Henry Travers Edge – England and USA
The Mind is the great Slayer of the Real.
The Voice of the Silence
The mind of man is, in the present age, chiefly under the dominion of the senses; hence it cannot be accepted as a true guide to right conduct. If the senses rule the mind, and the mind rules the man, then the man is obviously a sensualist.
It is useless, therefore, for any man who is still a slave to his senses, to attempt to attain wisdom or arrive at truth. His mind is full of illusions, produced by those senses, and the truth will be obscured. As well might an astronomer scan the heavens with a bent reflector or a cracked lens.
So long as the mind of man is impure and the senses uncontrolled, it is impossible for him to obtain true premises from which to reason; hence his conclusions will be equally false. This is sufficient to account for the impotence of so many of our scientific theories and metaphysical systems when we seek a beacon- light by which to guide our daily steps in life.
Many of the great intellectual fabrics of modern civilization have been evolved by the unawakened minds of people under the delusions of the senses. They have analyzed and classified the impressions of the senses and the ideas derived from those sense- impressions, but have dumped us down and deserted us at the gateway of Truth, which they have named the "Great Unknown" and the "Unknowable."
Wisdom can only come to the pure. As our great Eastern forerunners in philosophy have warned us, "A troubled lake cannot reflect the true image of the sun." These wise old masters set themselves first to purify the mind, that it might become a faithful reflector of the Truth. We, in our insane and conceited folly, have turned our rusty and clouded glasses to the heavens, hoping to see something else besides the cobwebs and spiders on the lenses.
The few simple but eternal truths, which a child knows, are sufficient to enable us to purify our minds. Brotherly love, mutual forbearance, justice, calmness, and the like, are truths which we recognize independently of the intellect. Children and savages know them, and even the great masters of materialistic skepticism act upon these principles, though they do not include them in their philosophy.
But these laborious weavings of vast cobwebs of ideas are not only useless, but positively harmful. They can, for instance, vindicate such practices as the dissection of live animals, or even men; practices which toll the death-knell of sympathy and whose justification leads directly to the justification of worse and worse horrors. Thank heaven! the mass of the people go on living their simple lives, unaffected by the lucubrations of materialists and metaphysicians, and the philosophers themselves have not courage to live down to their own ideas.
The mind is only a secondary faculty. It cannot PERCEIVE truths; it can only collect impressions and form them into ideas and chains of ideas. These impressions may be derived from the senses, or from the spiritual eye of man, which is above the mind and prior to it. The mind can obtain knowledge from the spiritual eye, if only the din of the senses and passions can be stilled. Patanjali's Yoga Philosophy pursues this method, and so do the Buddhist and many other teachings.

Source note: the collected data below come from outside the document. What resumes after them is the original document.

//! Claude API integration.
//!
//! Implements the GenerationProvider trait for Claude. This is the
//! deep/reasoning provider used for documents and estimates.

use async_trait::async_trait;
use reqwest::Client;
use serde::{Deserialize, Serialize};

use super::{GenerationProvider, PermanentKind, ProviderError};
use crate::core::ClaudeConfig;

/// Claude API provider.
pub struct ClaudeProvider {
    client: Client,
    api_key: String,
    model: String,
    max_tokens: u32,
}

impl ClaudeProvider {
    /// Create a new Claude provider.
    ///
    /// Reads API key from ANTHROPIC_API_KEY environment variable.
    pub fn new(config: &ClaudeConfig) -> anyhow::Result<Self> {
        let api_key = std::env::var("ANTHROPIC_API_KEY")
            .map_err(|_| anyhow::anyhow!("ANTHROPIC_API_KEY not set"))?;

        Ok(Self {
            client: Client::new(),
            api_key,
            model: config.model.clone(),
            max_tokens: config.max_tokens,
        })
    }
}

#[async_trait]
impl GenerationProvider for ClaudeProvider {
    async fn generate(&self, prompt: &str) -> Result<String, ProviderError> {
        let request = ClaudeRequest {
            model: self.model.clone(),
            max_tokens: self.max_tokens,
            messages: vec![Message { role: "user".to_string(), content: prompt.to_string() }],
        };

        let response = self
            .client
            .post("https://api.anthropic.com/v1/messages")
            .header("x-api-key", &self.api_key)
            .header("anthropic-version", "2023-06-01")
            .header("content-type", "application/json")
            .json(&request)
            .send()
            .await
            .map_err(|e| ProviderError::from_reqwest(&e))?;

        if !response.status().is_success() {
            let status = response.status();
            let body = response.text().await.unwrap_or_default();
            return Err(ProviderError::from_status(status, &body));
        }

        let response: ClaudeResponse =
            response.json().await.map_err(|e| ProviderError::from_reqwest(&e))?;

        response
            .content
            .first()
            .map(|c| c.text.trim().to_string())
            .filter(|text| !text.is_empty())
            .ok_or_else(|| ProviderError::permanent(PermanentKind::Other, "No response from Claude"))
    }

    fn name(&self) -> &str {
        "claude"
    }
}

/// Claude API request structure.
#[derive(Debug, Serialize)]
struct ClaudeRequest {
    model: String,
    max_tokens: u32,
    messages: Vec<Message>,
}

/// Message in a Claude request.
#[derive(Debug, Serialize, Deserialize)]
struct Message {
    role: String,
    content: String,
}

/// Claude API response structure.
#[derive(Debug, Deserialize)]
struct ClaudeResponse {
    content: Vec<ContentBlock>,
}

/// Content block in a Claude response.
#[derive(Debug, Deserialize)]
struct ContentBlock {
    #[serde(default)]
    text: String,
}

#[cfg(test)]
mod tests {
    use super::*;

    #[test]
    #[serial_test::serial]
    fn test_claude_provider_creation_fails_without_key() {
        // Clear the env var for this test
        std::env::remove_var("ANTHROPIC_API_KEY");
        let result = ClaudeProvider::new(&ClaudeConfig::default());
        assert!(result.is_err());
    }

    #[test]
    #[serial_test::serial]
    fn test_claude_provider_uses_config_model() {
        std::env::set_var("ANTHROPIC_API_KEY", "test-key");
        let config = ClaudeConfig { model: "claude-test".to_string(), max_tokens: 1000 };
        let provider = ClaudeProvider::new(&config).unwrap();
        std::env::remove_var("ANTHROPIC_API_KEY");

        assert_eq!(provider.model, "claude-test");
        assert_eq!(provider.max_tokens, 1000);
        assert_eq!(provider.name(), "claude");
    }

    #[test]
    fn test_response_parsing() {
        let json = r#"{"content":[{"type":"text","text":"<PRD>doc</PRD>"}]}"#;
        let response: ClaudeResponse = serde_json::from_str(json).unwrap();
        assert_eq!(response.content[0].text, "<PRD>doc</PRD>");
    }
}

Our own Christ urges us repeatedly to seek light from above and within, and to seek first the "kingdom of God, and his righteousness; and all these things shall be added unto you."

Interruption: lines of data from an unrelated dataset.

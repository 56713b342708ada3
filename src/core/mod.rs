//! Core infrastructure shared by sessions and the generation pipeline.
//!
//! This module contains the configuration model and the retry policy used
//! around provider calls.

mod config;
mod retry;

pub use config::{
    AzureConfig, ClaudeConfig, Config, OrchestratorConfig, ProvidersConfig, SessionConfig,
};
pub use retry::{retry_transient, RetryConfig, RetryResult};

The road to knowledge lies through the purification of the mind by controlling the passions and senses. The passions and senses are producers of illusions which obscure the mind, as mist rising from the damp earth obscures the sun. The greatest of all such illusions is the sense of separateness, caused by shutting up the mind in the prison of the senses. This illusion is like the old geocentric system of astronomy; it upsets the whole plan of the universe and involves complicated explanations to account for what is really simple. It is undoubtedly this wrong point of view that has led some eminent thinkers to see in Nature nothing better than an eternal conflict: the universe is seen in detail only, not as a harmonious whole; man is regarded as a number of isolated units, warring against each other. The same error is responsible for the competitive system in which "each man for himself, and the devil take the hindermost" is the rule.
This is not a tirade against free inquiry or speculation in general, but against useless learning and misguided speculation. The point insisted on is that right conduct and purity of life are necessary preliminaries to true knowledge. So long as the speculator leads a selfish or indifferent life, his mind will only distort things for him; he will not see life in its true colors. It is easily understood, for example, that an armchair philosopher cannot frame a system which shall guide the toiling man of affairs. Marcus Aurelius, Epictetus, Socrates, the Christ of the Gospels-- these are the really wise, and their knowledge was all sufficient. Such men can face every situation and adapt themselves to every need.
Clear vision is better than all the groping in the world. A merely learned man is like a blind man with a map; a wise man is like a man who can see.